Myfanwy Pavelic was one of Canada’s most renowned portraitists. Her portraits and paintings document succeeding generations of artists, musicians, composers and statesmen, from Yehudi Menuhin to Pierre Trudeau. Her work has been exhibited from Victoria, British Columbia to the National Gallery in London, England.

Myfanwy Pavelic, nee Spencer, was born in Victoria, BC, in 1916. At the age of six, she met the influential artist, Emily Carr, who mentored her and arranged a show of her drawings at Carr's Peoples' Gallery at the age of fifteen. The two artists corresponded until Carr’s death in 1945. Pavelic also had a love of music, and in 1932, began formal music education in Montreal and later at the University of British Columbia. Health problems prevented her from becoming a concert pianist, and she turned her creativity to drawing and painting.

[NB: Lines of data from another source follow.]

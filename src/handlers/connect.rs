use crate::error::AppError;
use crate::schemas::{
    AccountLinkRequest, AccountLinkResponse, CreateConnectAccountRequest,
    CreateConnectAccountResponse,
};
use crate::validation::{optional, required, ValidatedJson};
use crate::AppState;
use axum::{extract::State, Json};

pub async fn create_connect_account(
    State(state): State<AppState>,
    ValidatedJson(payload): ValidatedJson<CreateConnectAccountRequest>,
) -> Result<Json<CreateConnectAccountResponse>, AppError> {
    let email = optional(payload.email);
    let account = state.platform.create_connect_account(email.as_deref()).await?;

    tracing::info!(account_id = %account.id, "Connected account created");
    Ok(Json(CreateConnectAccountResponse {
        account_id: account.id,
    }))
}

pub async fn create_account_link(
    State(state): State<AppState>,
    ValidatedJson(payload): ValidatedJson<AccountLinkRequest>,
) -> Result<Json<AccountLinkResponse>, AppError> {
    let account_id = required("accountId", payload.account_id)?;
    let link = state.platform.create_account_link(&account_id).await?;
    Ok(Json(AccountLinkResponse { url: link.url }))
}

During the Second World War, Pavelic painted portraits across Canada and donated the funds to the Red Cross. She spent much time in New York City, mixing with celebrities such as artists Malvina Hoffman, and musicians Andres Segovia and Vladimir Horowitz. In 1948, she married her second husband, Nikola Pavelic, son of the former Yugoslavian prime minister, before returning to Victoria. During the 1960’s, Pavelic spent much time in New York, drawn to the bustling art scene. Although the art movement at the time was towards Minimalism, Abstract Expressionism and Conceptual Art, Pavelic realized that her talent lay in Portraiture and Realism. Although she experimented in the late 1960’s with a combination of abstraction and realism through collage and simple shapes (Silent and Far Away, 1977), she came to realize that abstraction was too empty for her.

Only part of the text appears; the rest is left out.